--- Record set ---
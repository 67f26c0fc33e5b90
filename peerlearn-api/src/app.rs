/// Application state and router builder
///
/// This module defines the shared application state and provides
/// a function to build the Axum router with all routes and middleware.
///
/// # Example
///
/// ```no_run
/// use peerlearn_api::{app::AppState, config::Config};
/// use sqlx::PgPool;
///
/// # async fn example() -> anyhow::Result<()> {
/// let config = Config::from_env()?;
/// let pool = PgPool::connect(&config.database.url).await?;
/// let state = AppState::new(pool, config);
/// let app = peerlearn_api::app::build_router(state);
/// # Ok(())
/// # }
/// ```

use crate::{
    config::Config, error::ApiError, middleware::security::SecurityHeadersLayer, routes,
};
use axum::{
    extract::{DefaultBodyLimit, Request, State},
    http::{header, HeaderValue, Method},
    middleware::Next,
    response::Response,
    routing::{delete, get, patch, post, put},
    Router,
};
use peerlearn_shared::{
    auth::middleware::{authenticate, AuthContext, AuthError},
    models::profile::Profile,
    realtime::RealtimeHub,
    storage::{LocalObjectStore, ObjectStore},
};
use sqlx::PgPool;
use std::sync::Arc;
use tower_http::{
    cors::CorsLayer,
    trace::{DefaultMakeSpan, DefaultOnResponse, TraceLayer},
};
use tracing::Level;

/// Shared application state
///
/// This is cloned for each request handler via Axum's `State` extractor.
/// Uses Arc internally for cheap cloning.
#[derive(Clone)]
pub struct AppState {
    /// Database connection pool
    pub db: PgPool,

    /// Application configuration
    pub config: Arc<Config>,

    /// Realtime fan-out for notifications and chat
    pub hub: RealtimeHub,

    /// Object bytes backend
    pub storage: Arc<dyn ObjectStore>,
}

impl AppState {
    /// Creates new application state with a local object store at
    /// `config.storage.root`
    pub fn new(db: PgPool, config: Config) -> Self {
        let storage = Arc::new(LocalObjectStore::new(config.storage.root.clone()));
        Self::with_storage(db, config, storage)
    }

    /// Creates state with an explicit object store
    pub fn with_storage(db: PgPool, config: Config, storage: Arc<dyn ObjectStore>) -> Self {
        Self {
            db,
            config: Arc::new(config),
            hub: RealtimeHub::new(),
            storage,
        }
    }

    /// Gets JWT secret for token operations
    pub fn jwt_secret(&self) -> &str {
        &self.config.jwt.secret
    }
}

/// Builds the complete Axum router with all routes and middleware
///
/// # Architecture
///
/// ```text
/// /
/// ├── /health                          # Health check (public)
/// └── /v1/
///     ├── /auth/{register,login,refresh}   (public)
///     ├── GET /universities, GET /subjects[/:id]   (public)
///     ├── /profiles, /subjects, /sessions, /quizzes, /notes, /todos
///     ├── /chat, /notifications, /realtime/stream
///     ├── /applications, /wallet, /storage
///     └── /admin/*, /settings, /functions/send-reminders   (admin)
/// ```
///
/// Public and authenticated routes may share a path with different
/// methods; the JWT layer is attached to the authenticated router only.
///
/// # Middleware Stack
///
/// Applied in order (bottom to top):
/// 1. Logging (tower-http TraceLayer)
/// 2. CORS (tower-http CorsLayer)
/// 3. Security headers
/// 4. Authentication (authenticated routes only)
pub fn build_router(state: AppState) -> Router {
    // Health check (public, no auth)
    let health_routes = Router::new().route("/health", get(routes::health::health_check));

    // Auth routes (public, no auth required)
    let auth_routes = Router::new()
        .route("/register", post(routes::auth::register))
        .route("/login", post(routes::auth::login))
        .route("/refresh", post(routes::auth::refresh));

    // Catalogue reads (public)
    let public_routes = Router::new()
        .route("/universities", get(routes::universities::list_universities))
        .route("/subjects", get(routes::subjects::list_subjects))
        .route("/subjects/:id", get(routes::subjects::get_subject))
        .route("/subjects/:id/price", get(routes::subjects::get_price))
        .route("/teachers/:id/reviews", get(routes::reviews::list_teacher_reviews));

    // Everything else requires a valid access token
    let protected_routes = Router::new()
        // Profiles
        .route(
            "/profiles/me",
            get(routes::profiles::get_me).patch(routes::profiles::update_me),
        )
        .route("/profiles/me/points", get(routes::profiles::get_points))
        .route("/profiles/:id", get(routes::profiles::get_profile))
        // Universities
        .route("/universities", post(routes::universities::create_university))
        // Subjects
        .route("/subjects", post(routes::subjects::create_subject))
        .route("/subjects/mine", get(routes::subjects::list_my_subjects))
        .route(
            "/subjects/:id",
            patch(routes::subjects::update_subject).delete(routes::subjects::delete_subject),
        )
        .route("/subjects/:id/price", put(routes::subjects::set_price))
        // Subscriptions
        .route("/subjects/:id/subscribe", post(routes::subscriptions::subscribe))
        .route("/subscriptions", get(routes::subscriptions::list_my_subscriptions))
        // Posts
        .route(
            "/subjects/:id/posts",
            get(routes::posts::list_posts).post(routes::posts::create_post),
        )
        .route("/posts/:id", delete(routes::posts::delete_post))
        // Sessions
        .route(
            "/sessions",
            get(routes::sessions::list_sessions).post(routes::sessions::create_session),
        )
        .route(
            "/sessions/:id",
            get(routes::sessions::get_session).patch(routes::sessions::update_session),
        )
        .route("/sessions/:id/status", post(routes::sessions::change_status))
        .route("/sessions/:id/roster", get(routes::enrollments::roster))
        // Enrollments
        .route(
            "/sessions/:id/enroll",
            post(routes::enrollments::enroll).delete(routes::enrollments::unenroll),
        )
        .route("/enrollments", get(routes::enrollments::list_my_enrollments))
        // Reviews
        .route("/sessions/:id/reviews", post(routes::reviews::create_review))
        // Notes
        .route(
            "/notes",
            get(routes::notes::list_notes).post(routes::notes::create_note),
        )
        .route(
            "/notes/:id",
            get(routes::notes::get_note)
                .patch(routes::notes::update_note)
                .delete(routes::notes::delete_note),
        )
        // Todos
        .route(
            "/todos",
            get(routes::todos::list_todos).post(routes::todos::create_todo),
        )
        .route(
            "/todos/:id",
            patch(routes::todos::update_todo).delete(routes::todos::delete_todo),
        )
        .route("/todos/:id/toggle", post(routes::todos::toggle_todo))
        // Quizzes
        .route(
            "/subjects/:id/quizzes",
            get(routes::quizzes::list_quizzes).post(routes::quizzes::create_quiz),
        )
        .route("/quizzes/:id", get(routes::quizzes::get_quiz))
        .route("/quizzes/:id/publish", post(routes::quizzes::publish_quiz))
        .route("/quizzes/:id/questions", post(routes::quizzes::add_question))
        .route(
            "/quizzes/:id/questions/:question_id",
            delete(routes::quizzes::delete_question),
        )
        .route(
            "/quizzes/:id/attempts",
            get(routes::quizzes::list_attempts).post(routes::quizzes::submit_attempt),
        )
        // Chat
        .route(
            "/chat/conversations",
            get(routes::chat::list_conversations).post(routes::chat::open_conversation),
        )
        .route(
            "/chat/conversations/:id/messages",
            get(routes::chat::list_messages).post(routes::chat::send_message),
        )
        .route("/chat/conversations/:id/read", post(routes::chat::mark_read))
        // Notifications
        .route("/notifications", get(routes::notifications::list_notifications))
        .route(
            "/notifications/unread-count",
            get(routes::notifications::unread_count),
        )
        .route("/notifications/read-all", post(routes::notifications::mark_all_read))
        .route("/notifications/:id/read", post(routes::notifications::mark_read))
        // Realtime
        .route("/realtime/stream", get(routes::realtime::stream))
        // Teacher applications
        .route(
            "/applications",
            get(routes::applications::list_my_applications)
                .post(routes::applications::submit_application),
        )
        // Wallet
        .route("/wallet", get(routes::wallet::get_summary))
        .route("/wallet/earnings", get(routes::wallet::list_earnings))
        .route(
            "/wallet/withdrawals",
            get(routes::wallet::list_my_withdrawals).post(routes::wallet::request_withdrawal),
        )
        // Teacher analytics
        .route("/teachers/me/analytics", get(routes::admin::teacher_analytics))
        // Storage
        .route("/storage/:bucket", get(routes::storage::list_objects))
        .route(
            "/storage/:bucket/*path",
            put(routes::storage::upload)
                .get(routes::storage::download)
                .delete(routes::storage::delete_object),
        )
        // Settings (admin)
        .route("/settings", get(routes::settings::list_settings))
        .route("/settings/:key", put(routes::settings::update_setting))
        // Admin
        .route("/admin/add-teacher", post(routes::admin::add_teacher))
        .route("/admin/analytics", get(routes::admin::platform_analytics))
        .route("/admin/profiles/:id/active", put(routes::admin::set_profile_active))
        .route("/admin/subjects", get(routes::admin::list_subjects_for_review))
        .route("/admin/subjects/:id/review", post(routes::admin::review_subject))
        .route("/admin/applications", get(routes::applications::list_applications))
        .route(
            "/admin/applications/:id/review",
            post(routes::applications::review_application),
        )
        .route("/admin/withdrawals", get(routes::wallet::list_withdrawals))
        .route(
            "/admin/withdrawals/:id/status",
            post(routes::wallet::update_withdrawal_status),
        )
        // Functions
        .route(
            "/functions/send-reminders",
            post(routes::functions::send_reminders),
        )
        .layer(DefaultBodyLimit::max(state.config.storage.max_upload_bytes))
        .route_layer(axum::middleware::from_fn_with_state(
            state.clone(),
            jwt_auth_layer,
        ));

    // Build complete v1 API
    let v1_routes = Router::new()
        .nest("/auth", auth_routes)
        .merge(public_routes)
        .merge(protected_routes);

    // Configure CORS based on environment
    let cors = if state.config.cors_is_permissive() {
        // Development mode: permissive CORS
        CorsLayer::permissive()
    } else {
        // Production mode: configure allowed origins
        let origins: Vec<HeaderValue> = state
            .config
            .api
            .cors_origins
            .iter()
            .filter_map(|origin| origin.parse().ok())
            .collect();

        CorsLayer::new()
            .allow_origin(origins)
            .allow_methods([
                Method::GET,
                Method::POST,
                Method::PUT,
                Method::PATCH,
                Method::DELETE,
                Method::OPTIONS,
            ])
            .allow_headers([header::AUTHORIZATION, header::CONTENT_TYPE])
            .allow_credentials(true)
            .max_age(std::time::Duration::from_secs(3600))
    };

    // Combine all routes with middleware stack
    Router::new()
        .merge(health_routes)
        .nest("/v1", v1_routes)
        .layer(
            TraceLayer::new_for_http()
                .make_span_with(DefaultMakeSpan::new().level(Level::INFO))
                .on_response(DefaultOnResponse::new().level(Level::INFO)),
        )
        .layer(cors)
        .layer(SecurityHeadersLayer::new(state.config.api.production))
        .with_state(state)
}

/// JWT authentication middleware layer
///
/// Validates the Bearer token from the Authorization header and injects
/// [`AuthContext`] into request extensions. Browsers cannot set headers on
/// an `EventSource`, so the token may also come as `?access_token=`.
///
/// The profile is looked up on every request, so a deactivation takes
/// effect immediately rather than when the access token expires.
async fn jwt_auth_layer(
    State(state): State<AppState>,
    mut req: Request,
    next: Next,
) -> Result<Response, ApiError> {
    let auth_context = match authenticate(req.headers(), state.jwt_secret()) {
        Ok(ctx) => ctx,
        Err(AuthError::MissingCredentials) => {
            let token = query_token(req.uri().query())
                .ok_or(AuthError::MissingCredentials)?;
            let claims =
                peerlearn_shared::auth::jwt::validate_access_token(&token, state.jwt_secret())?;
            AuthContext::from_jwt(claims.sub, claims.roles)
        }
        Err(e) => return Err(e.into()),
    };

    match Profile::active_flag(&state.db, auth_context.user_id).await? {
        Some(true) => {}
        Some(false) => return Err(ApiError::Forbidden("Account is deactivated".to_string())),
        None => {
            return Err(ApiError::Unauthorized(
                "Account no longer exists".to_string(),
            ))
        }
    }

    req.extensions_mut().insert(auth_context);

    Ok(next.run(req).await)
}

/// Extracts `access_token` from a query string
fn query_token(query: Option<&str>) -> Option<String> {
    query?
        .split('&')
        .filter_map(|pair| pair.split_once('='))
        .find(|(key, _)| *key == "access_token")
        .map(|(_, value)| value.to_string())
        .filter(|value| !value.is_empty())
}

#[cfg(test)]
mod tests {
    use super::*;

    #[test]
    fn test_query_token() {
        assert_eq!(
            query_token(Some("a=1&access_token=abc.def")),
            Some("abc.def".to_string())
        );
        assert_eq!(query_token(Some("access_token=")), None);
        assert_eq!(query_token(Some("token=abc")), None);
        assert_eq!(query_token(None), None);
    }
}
---
--- Record set ---
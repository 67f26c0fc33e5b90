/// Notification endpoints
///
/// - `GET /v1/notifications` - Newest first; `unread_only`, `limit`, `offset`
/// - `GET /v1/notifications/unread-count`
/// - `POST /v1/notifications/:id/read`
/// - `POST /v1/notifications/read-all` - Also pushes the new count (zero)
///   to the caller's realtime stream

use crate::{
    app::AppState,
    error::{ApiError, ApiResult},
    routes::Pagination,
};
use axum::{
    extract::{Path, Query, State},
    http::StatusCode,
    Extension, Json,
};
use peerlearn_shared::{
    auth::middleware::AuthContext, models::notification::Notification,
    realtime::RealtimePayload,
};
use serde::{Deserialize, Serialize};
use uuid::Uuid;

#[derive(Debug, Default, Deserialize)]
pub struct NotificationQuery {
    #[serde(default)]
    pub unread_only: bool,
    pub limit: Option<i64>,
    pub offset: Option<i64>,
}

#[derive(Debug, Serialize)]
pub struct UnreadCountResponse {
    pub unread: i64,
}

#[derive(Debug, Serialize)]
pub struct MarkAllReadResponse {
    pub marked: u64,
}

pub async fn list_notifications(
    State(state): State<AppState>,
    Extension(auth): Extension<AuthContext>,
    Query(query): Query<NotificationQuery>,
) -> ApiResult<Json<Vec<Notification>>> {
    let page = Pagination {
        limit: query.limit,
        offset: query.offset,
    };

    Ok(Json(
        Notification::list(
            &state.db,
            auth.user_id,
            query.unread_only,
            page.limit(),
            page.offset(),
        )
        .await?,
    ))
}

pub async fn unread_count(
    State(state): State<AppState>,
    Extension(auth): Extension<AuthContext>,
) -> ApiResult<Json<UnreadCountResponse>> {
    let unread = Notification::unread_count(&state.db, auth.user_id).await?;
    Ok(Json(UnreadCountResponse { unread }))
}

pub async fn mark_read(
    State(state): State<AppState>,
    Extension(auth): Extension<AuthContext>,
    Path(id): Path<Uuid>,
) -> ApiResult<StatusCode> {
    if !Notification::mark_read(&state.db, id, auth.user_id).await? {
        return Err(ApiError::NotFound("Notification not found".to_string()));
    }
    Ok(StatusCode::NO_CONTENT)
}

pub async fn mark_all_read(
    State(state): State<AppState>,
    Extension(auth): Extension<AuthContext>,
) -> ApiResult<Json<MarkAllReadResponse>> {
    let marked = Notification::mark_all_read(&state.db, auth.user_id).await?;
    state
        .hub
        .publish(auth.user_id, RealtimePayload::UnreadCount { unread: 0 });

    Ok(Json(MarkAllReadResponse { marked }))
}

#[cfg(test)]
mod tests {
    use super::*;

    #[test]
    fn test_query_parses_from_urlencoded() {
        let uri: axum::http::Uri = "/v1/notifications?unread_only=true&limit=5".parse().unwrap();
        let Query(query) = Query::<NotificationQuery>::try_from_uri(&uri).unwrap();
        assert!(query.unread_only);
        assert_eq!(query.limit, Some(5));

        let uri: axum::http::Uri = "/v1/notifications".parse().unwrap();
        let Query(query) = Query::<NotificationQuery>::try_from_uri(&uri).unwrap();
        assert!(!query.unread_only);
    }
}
---
--- Record set ---
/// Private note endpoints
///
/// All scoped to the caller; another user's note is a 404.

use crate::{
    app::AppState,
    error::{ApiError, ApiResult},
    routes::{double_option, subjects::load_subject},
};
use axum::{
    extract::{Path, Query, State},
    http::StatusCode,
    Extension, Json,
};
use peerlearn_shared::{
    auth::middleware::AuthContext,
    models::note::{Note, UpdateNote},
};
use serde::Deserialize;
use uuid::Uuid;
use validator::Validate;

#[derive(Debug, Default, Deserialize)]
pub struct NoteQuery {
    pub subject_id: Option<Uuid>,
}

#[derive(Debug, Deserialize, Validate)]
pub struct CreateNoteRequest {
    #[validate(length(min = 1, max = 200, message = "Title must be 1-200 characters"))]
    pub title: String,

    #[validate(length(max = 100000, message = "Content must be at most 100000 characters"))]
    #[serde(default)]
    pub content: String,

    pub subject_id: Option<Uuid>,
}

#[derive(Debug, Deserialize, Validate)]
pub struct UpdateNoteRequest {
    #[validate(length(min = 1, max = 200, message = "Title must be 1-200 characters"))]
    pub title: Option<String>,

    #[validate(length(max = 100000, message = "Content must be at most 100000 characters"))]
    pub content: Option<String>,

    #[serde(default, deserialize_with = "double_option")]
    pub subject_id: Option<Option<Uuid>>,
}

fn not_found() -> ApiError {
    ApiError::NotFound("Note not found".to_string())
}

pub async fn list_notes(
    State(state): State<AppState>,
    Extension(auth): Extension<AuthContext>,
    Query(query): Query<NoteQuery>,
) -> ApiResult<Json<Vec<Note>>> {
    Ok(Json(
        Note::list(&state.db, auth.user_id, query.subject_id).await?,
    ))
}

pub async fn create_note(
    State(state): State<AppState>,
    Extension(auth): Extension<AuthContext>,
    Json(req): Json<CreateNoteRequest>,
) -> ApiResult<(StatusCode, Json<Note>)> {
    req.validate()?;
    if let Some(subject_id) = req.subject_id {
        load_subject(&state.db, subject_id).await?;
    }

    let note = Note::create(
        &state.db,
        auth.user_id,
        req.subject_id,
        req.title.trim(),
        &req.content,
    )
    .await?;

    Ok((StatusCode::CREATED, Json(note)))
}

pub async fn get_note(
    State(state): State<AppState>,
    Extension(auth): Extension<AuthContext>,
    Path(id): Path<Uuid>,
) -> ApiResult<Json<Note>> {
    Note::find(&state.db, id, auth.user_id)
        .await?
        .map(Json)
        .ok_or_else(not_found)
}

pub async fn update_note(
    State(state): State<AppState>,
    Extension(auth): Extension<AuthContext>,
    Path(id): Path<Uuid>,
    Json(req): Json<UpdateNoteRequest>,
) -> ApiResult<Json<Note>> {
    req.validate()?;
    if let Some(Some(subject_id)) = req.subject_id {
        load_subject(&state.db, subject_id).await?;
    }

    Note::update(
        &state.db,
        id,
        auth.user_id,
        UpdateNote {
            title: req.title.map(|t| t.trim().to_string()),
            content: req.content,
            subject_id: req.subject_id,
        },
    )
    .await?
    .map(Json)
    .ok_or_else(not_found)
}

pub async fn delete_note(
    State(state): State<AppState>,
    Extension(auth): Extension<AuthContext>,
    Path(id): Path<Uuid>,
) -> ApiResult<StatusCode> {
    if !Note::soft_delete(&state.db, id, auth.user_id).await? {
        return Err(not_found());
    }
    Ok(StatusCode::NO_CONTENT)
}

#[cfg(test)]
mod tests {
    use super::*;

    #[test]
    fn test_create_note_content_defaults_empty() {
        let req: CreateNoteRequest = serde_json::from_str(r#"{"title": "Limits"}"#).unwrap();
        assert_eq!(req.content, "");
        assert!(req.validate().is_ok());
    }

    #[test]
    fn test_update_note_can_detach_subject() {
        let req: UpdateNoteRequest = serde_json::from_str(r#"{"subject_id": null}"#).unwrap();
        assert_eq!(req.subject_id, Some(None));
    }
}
---
- What to do -
I'd like the number of lines above that contain the word "caller", and nothing besides that number.

- Answer to this exercise -
2